Nearly 60 percent of managers surveyed thought that cyber-crime was more costly than more traditional,. physical crime. Even more alarmingly, nearly three-quarters of IT managers (74 percent) believe that there are more threats from their own users.
There were some stark differences between the countries: US managers were more confident that they had safeguards in place, 83 percent of them boasted that they had adequate saefguards in place to combat cybercrime, that's compared to just 53 percent of their international counterparts who could make such a claim.
However, US managers are almost as fearful of lawyers. Thirty three percent of US managers were worried about the legal costs associated with cybercrime, twice as many as in the rest of the world.
There are differences in how the different countries look at different technologies too. US IT managers regard keeping anti-virus software and firewalls up to date; using intrusion detection and prevention technologies, and implementing vulnerability/patch management on their networks as the three most important measures.
In contrast, international managers place a higher priority on IPS/IDS technologies (33 percent compared with 20 percent in the US) and on file encryption (18 percent compared with 7 percent of US businesses).
Rather surprisingly, more international managers were worried about the damage to a company's brand or reputation. Sixty nine percent of worldwide executives were worried about this, only 40 percent of US managers were similarly concerned.

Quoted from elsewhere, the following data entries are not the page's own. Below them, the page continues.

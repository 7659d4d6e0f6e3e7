use std::process::{Command, Output, Stdio};

use crate::error::{ProvisionError, ProvisionResult};

/// Run a command and capture its output. Fails if the command
/// returns a non-zero exit code.
pub fn run(program: &str, args: &[&str]) -> ProvisionResult<String> {
    capture(spawn(program, args)?, program, args)
}

/// Run a command and capture stdout whether or not it exits zero.
/// For queries where a non-zero exit is part of the answer (package
/// status lookups), not a failure.
pub fn run_unchecked(program: &str, args: &[&str]) -> ProvisionResult<(bool, String)> {
    let output = spawn(program, args)?;
    Ok((output.status.success(), stdout_of(&output)))
}

/// Whether a program resolves on the current `PATH`.
#[must_use]
pub fn command_exists(program: &str) -> bool {
    Command::new("which")
        .arg(program)
        .stdout(Stdio::null())
        .stderr(Stdio::null())
        .status()
        .is_ok_and(|status| status.success())
}

/// Run a command with stdin/stdout/stderr inherited (interactive).
pub fn run_interactive(program: &str, args: &[&str]) -> ProvisionResult<()> {
    let status = Command::new(program)
        .args(args)
        .stdin(Stdio::inherit())
        .stdout(Stdio::inherit())
        .stderr(Stdio::inherit())
        .status()
        .map_err(|e| spawn_error(program, e))?;

    if status.success() {
        Ok(())
    } else {
        Err(ProvisionError::CommandFailed {
            command: format_command(program, args),
            status,
        })
    }
}

/// Run a command that pipes its stdin from a byte slice. Used for
/// the database shell bootstrap.
pub fn run_with_stdin(program: &str, args: &[&str], stdin_data: &[u8]) -> ProvisionResult<String> {
    use std::io::Write;

    let mut child = Command::new(program)
        .args(args)
        .stdin(Stdio::piped())
        .stdout(Stdio::piped())
        .stderr(Stdio::piped())
        .spawn()
        .map_err(|e| spawn_error(program, e))?;

    if let Some(stdin) = &mut child.stdin {
        stdin.write_all(stdin_data)?;
    }
    drop(child.stdin.take());

    capture(child.wait_with_output()?, program, args)
}

fn spawn(program: &str, args: &[&str]) -> ProvisionResult<Output> {
    Command::new(program)
        .args(args)
        .stdout(Stdio::piped())
        .stderr(Stdio::piped())
        .output()
        .map_err(|e| spawn_error(program, e))
}

fn spawn_error(program: &str, error: std::io::Error) -> ProvisionError {
    if error.kind() == std::io::ErrorKind::NotFound {
        ProvisionError::CommandNotFound(program.to_string())
    } else {
        ProvisionError::Io(error)
    }
}

fn capture(output: Output, program: &str, args: &[&str]) -> ProvisionResult<String> {
    if output.status.success() {
        return Ok(stdout_of(&output));
    }

    let stderr = String::from_utf8_lossy(&output.stderr).trim().to_string();
    eprintln!("stderr: {stderr}");
    Err(ProvisionError::CommandFailed {
        command: format_command(program, args),
        status: output.status,
    })
}

fn stdout_of(output: &Output) -> String {
    String::from_utf8_lossy(&output.stdout).trim().to_string()
}

fn format_command(program: &str, args: &[&str]) -> String {
    let mut parts = vec![program.to_string()];
    parts.extend(args.iter().map(|a| (*a).to_string()));
    parts.join(" ")
}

"IT executives are making it very clear how seriously they take cybercrime threat, both from internal and external sources," said Stuart McIrvine, director of IBM's security strategy. "Paralleling their growing awareness of the impact of cybercrime on their business is the view that this is not a battle they can fight wholly on their own. The nature of crime is changing, and businesses, technology providers and law enforcement must work together to ensure the right safeguards are being put in place to securely operate in today's environment."